* _Problem to work on_: Return every line of the records that includes the string "filter".

* _Data shown_:
....
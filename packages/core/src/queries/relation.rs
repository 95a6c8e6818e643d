//! Relation allow-list statements

use crate::models::BoundQuery;

pub const NODE_RELATIONS_TABLE: &str = "node_relations";
pub const FILE_RELATIONS_TABLE: &str = "file_relations";

pub fn select_node_relations() -> BoundQuery {
    BoundQuery::raw(format!(
        "SELECT owner_type, dependent_type FROM {NODE_RELATIONS_TABLE} \
         ORDER BY owner_type, dependent_type"
    ))
    .ordered_by(&["owner_type", "dependent_type"])
}

pub fn select_file_relations() -> BoundQuery {
    BoundQuery::raw(format!(
        "SELECT owner_type, dependent_type FROM {FILE_RELATIONS_TABLE} \
         ORDER BY owner_type, dependent_type"
    ))
    .ordered_by(&["owner_type", "dependent_type"])
}
impl EntitySchema {
    /// Create a schema with the default `created_at`/`updated_at` timestamps
    ///
    /// # Errors
    ///
    /// Returns `SchemaError::InvalidSchema` if:
    /// - the table or id key is empty or not a safe identifier
    /// - an attribute name is unsafe or duplicated
    /// - the id key is not one of the attributes
    pub fn new(
        name: impl Into<String>,
        table: impl Into<String>,
        id_key: impl Into<String>,
        kind: EntityKind,
        attributes: Vec<Attribute>,
    ) -> Result<Self, SchemaError> {
        let schema = Self {
            name: name.into(),
            table: table.into(),
            id_key: id_key.into(),
            kind,
            attributes,
            timestamps: Some(TimestampColumns::default()),
        };
        schema.validate()?;
        Ok(schema)
    }

    /// Replace the timestamp columns (`None` disables them)
    pub fn with_timestamps(mut self, timestamps: Option<TimestampColumns>) -> Result<Self, SchemaError> {
        self.timestamps = timestamps;
        self.validate()?;
        Ok(self)
    }

    /// Build a schema from a registry definition
    pub fn from_definition(name: &str, definition: EntityDefinition) -> Result<Self, SchemaError> {
        let kind = match (definition.is_node, definition.is_file) {
            (false, false) => EntityKind::Plain,
            (true, false) => EntityKind::Node,
            (false, true) => EntityKind::File,
            (true, true) => {
                return Err(SchemaError::invalid_schema(
                    name,
                    "an entity cannot be both node-backed and file-backed",
                ))
            }
        };

        let timestamps = match definition.timestamp_columns {
            None => Some(TimestampColumns::default()),
            Some(columns) => match columns.as_slice() {
                [] => None,
                [created, updated] => Some(TimestampColumns {
                    created: created.clone(),
                    updated: updated.clone(),
                }),
                _ => {
                    return Err(SchemaError::invalid_schema(
                        name,
                        "timestampColumns must list exactly [created, updated] or be empty",
                    ))
                }
            },
        };

        let schema = Self {
            name: name.to_string(),
            table: definition.table,
            id_key: definition.id_key,
            kind,
            attributes: definition.attributes,
            timestamps,
        };
        schema.validate()?;
        Ok(schema)
    }

    fn validate(&self) -> Result<(), SchemaError> {
        if self.name.is_empty() {
            return Err(SchemaError::invalid_schema(&self.table, "missing entity name"));
        }
        if self.table.is_empty() {
            return Err(SchemaError::invalid_schema(&self.name, "missing table"));
        }
        if !validate_identifier(&self.table) {
            return Err(SchemaError::invalid_schema(
                &self.name,
                identifier_reason("table", &self.table),
            ));
        }
        if self.id_key.is_empty() {
            return Err(SchemaError::invalid_schema(&self.name, "missing idKey"));
        }

        let mut seen = HashSet::new();
        for attribute in &self.attributes {
            if !validate_identifier(&attribute.name) {
                return Err(SchemaError::invalid_schema(
                    &self.name,
                    identifier_reason("attribute", &attribute.name),
                ));
            }
            if !seen.insert(attribute.name.as_str()) {
                return Err(SchemaError::invalid_schema(
                    &self.name,
                    format!("duplicate attribute '{}'", attribute.name),
                ));
            }
        }

        if !seen.contains(self.id_key.as_str()) {
            return Err(SchemaError::invalid_schema(
                &self.name,
                format!("idKey '{}' is not declared in attributes", self.id_key),
            ));
        }

        if let Some(ts) = &self.timestamps {
            for column in [&ts.created, &ts.updated] {
                if !validate_identifier(column) {
                    return Err(SchemaError::invalid_schema(
                        &self.name,
                        identifier_reason("timestamp column", column),
                    ));
                }
            }
            if ts.created == ts.updated {
                return Err(SchemaError::invalid_schema(
                    &self.name,
                    "created and updated timestamp columns must differ",
                ));
            }
            if ts.created == self.id_key || ts.updated == self.id_key {
                return Err(SchemaError::invalid_schema(
                    &self.name,
                    "the id column cannot be a timestamp column",
                ));
            }
        }

        Ok(())
    }

    /// Entity type name (also the `type` of its node, or `file_type` of its file)
    pub fn name(&self) -> &str {
        &self.name
    }

    pub fn table(&self) -> &str {
        &self.table
    }

    pub fn id_key(&self) -> &str {
        &self.id_key
    }

    pub fn kind(&self) -> EntityKind {
        self.kind
    }

    pub fn attributes(&self) -> &[Attribute] {
        &self.attributes
    }

    pub fn timestamps(&self) -> Option<&TimestampColumns> {
        self.timestamps.as_ref()
    }

    /// Look up an attribute by column name
    pub fn attribute(&self, name: &str) -> Option<&Attribute> {
        self.attributes.iter().find(|a| a.name == name)
    }

    /// Logical type of the primary key
    pub fn id_type(&self) -> AttributeType {
        self.attribute(&self.id_key)
            .map(|a| a.attribute_type)
            .unwrap_or(AttributeType::Integer)
    }

    /// Whether `column` is a timestamp column of this schema
    pub fn is_timestamp_column(&self, column: &str) -> bool {
        self.timestamps
            .as_ref()
            .map(|ts| ts.created == column || ts.updated == column)
            .unwrap_or(false)
    }

    /// Whether `column` may appear in generated SQL (attributes and timestamps)
    pub fn has_column(&self, column: &str) -> bool {
        self.attribute(column).is_some() || self.is_timestamp_column(column)
    }

    /// Attributes a caller with `role` may see
    pub fn visible_attributes(&self, role: Role) -> impl Iterator<Item = &Attribute> {
        self.attributes.iter().filter(move |a| a.is_visible_to(role))
    }

    /// Remove attributes hidden from `role` from a fetched row
    pub fn redact(&self, mut record: Record, role: Role) -> Record {
        for attribute in &self.attributes {
            if !attribute.is_visible_to(role) {
                record.remove(&attribute.name);
            }
        }
        record
    }
}
//! Survey Archive Core
//!
//! Schema-driven storage for a photographic-survey archive: a registry of
//! entity types drives SQL generation for PostgreSQL, node-backed entities
//! hang in one shared ownership tree, and files attach to nodes through the
//! same polymorphic owner pair.
//!
//! # Architecture
//!
//! - **Registry first**: every table and column name in generated SQL comes
//!   from a validated [`EntitySchema`]
//! - **Bound queries**: statements are `{ sql, data }` with contiguous,
//!   explicitly cast `$n` placeholders
//! - **Shared tree**: `nodes` and `files` rows share their id with the entity
//!   row and are written in the same transaction
//! - **Allow-lists**: attachments are checked against `node_relations` and
//!   `file_relations`
//!
//! # Modules
//!
//! - [`models`] - Schemas, registry, nodes, files, bound queries
//! - [`queries`] - Pure statement builders
//! - [`db`] - PostgreSQL pool, configuration and the executor seam
//! - [`services`] - Stores, relation validator, introspector, entity service

pub mod db;
pub mod models;
pub mod queries;
pub mod services;

// Re-export commonly used types
pub use db::{DatabaseConfig, DatabaseError, DatabaseService, QueryExecutor};
pub use models::*;
pub use queries::{QueryBuilder, QueryConfig};
pub use services::*;
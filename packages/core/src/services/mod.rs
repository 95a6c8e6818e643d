//! Archive Services
//!
//! This module contains the services that execute statements and enforce the
//! archive's structural rules:
//!
//! - `RelationValidator` - Node and file relation allow-lists
//! - `NodeTreeStore` - The shared `nodes` adjacency list
//! - `FileAttachmentStore` - The shared `files` table
//! - `EntityStore` - Coordinated entity CRUD, routed by entity kind
//! - `SchemaIntrospector` - Catalog queries and registry verification
//! - `EntityService` - Pool- and transaction-owning front door
//!
//! Stores are generic over [`QueryExecutor`](crate::db::QueryExecutor), so a
//! coordinated operation runs the same on a pooled client or inside a
//! transaction.

pub mod entity_service;
pub mod entity_store;
pub mod error;
pub mod file_store;
pub mod node_store;
pub mod relation_validator;
pub mod schema_introspector;

#[cfg(test)]
pub(crate) mod test_support;

pub use entity_service::EntityService;
pub use entity_store::{CreateEntityParams, EntityStore};
pub use error::ArchiveError;
pub use file_store::FileAttachmentStore;
pub use node_store::NodeTreeStore;
pub use relation_validator::RelationValidator;
pub use schema_introspector::{
    ColumnInfo, FieldDescription, Mismatch, RegistryReport, SchemaIntrospector,
};
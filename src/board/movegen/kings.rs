use super::super::attacks::KING_TARGETS;
use super::super::state::Board;
use super::super::types::{Color, Piece, Square};

impl Board {
    pub(crate) fn king_destinations(&self, from: Square, color: Color) -> Vec<Square> {
        let mut moves: Vec<Square> = KING_TARGETS[from.as_index()]
            .iter()
            .copied()
            .filter(|&to| match self.piece_at(to) {
                Some((target_color, _)) => target_color != color,
                None => true,
            })
            .collect();

        // Castling, only from the untouched starting square.
        let back_rank = color.back_rank();
        if from == Square(back_rank, 4) {
            if self.can_castle(color, true) {
                moves.push(Square(back_rank, 6));
            }
            if self.can_castle(color, false) {
                moves.push(Square(back_rank, 2));
            }
        }

        moves
    }

    /// Castling legality: the right is still held, the rook is home, the
    /// squares between king and rook are empty, and neither the king's
    /// current square nor its transit and destination squares are attacked.
    fn can_castle(&self, color: Color, kingside: bool) -> bool {
        if !self.castling.has(color, kingside) {
            return false;
        }

        let back_rank = color.back_rank();
        let (rook_file, between_files, king_path_files): (usize, &[usize], &[usize]) = if kingside {
            (7, &[5, 6], &[4, 5, 6])
        } else {
            (0, &[1, 2, 3], &[4, 3, 2])
        };

        if self.piece_at(Square(back_rank, rook_file)) != Some((color, Piece::Rook)) {
            return false;
        }
        if between_files
            .iter()
            .any(|&file| !self.is_empty(Square(back_rank, file)))
        {
            return false;
        }

        let opponent = color.opponent();
        king_path_files
            .iter()
            .all(|&file| !self.is_square_attacked(Square(back_rank, file), opponent))
    }
}
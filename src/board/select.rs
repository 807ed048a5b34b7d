//! Tiered stochastic move selection.
//!
//! Easy picks uniformly without scoring. Medium and hard score every legal
//! move by applying it to the live board (snapshot/restore), then sample:
//! medium takes the top move 60% of the time and otherwise one of the top 5,
//! hard 90% / top 3. Ties keep enumeration order via a stable sort.

use std::fmt;

use rand::Rng;

#[cfg(feature = "serde")]
use serde::{Deserialize, Serialize};

use super::state::Board;
use super::types::{Color, Move};

/// AI difficulty tiers.
#[derive(Clone, Copy, Debug, PartialEq, Eq, Hash)]
#[cfg_attr(feature = "serde", derive(Serialize, Deserialize))]
pub enum Difficulty {
    Easy,
    Medium,
    Hard,
}

impl fmt::Display for Difficulty {
    fn fmt(&self, f: &mut fmt::Formatter<'_>) -> fmt::Result {
        match self {
            Difficulty::Easy => write!(f, "Easy"),
            Difficulty::Medium => write!(f, "Medium"),
            Difficulty::Hard => write!(f, "Hard"),
        }
    }
}

/// Extra score for delivering check to the opponent.
const CHECK_BONUS: i32 = 50;

#[derive(Clone, Copy, Debug)]
struct ScoredMove {
    mv: Move,
    score: i32,
}

impl Board {
    /// Choose one legal move for `side`, or `None` if it has no legal moves.
    ///
    /// All randomness comes from the caller-owned `rng`, so selection is
    /// reproducible with a seeded generator. The board is mutated only
    /// transiently during scoring and is restored before returning.
    #[must_use]
    pub fn select_move<R: Rng>(
        &mut self,
        side: Color,
        difficulty: Difficulty,
        rng: &mut R,
    ) -> Option<Move> {
        let legal = self.legal_moves(side);
        if legal.is_empty() {
            return None;
        }

        // Easy never looks at the evaluation at all.
        if difficulty == Difficulty::Easy {
            let choice = legal[rng.gen_range(0..legal.len())];
            log::debug!("{side} ({difficulty}) picks {choice} from {} moves", legal.len());
            return Some(choice);
        }

        let mut scored: Vec<ScoredMove> = legal
            .iter()
            .map(|&mv| ScoredMove {
                mv,
                score: self.score_move(side, mv),
            })
            .collect();
        // Stable: equal scores stay in enumeration order.
        scored.sort_by(|a, b| b.score.cmp(&a.score));

        let (top_probability, pool_size) = match difficulty {
            Difficulty::Medium => (0.6, 5),
            _ => (0.9, 3),
        };

        let choice = if rng.gen::<f64>() < top_probability {
            scored[0]
        } else {
            let pool = pool_size.min(scored.len());
            scored[rng.gen_range(0..pool)]
        };

        log::debug!(
            "{side} ({difficulty}) picks {} scored {} among {} moves",
            choice.mv,
            choice.score,
            scored.len()
        );
        Some(choice.mv)
    }

    /// Score a legal move from the mover's perspective: the static evaluation
    /// after the move, plus a tenth of any captured piece's value, plus a
    /// bonus for giving check. The move is rolled back before returning.
    fn score_move(&mut self, side: Color, mv: Move) -> i32 {
        let saved = self.snapshot();
        let captured = self.apply_unchecked(mv.from(), mv.to());

        let mut score = self.evaluate() * side.sign();
        if let Some((_, piece)) = captured {
            score += piece.value() / 10;
        }
        if self.in_check(side.opponent()) {
            score += CHECK_BONUS;
        }

        self.restore(&saved);
        score
    }
}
....
* _Solved exercise_:
        self.attributes.iter().filter(move |a| a.is_visible_to(role))
            .filter(|&to| match self.piece_at(to) {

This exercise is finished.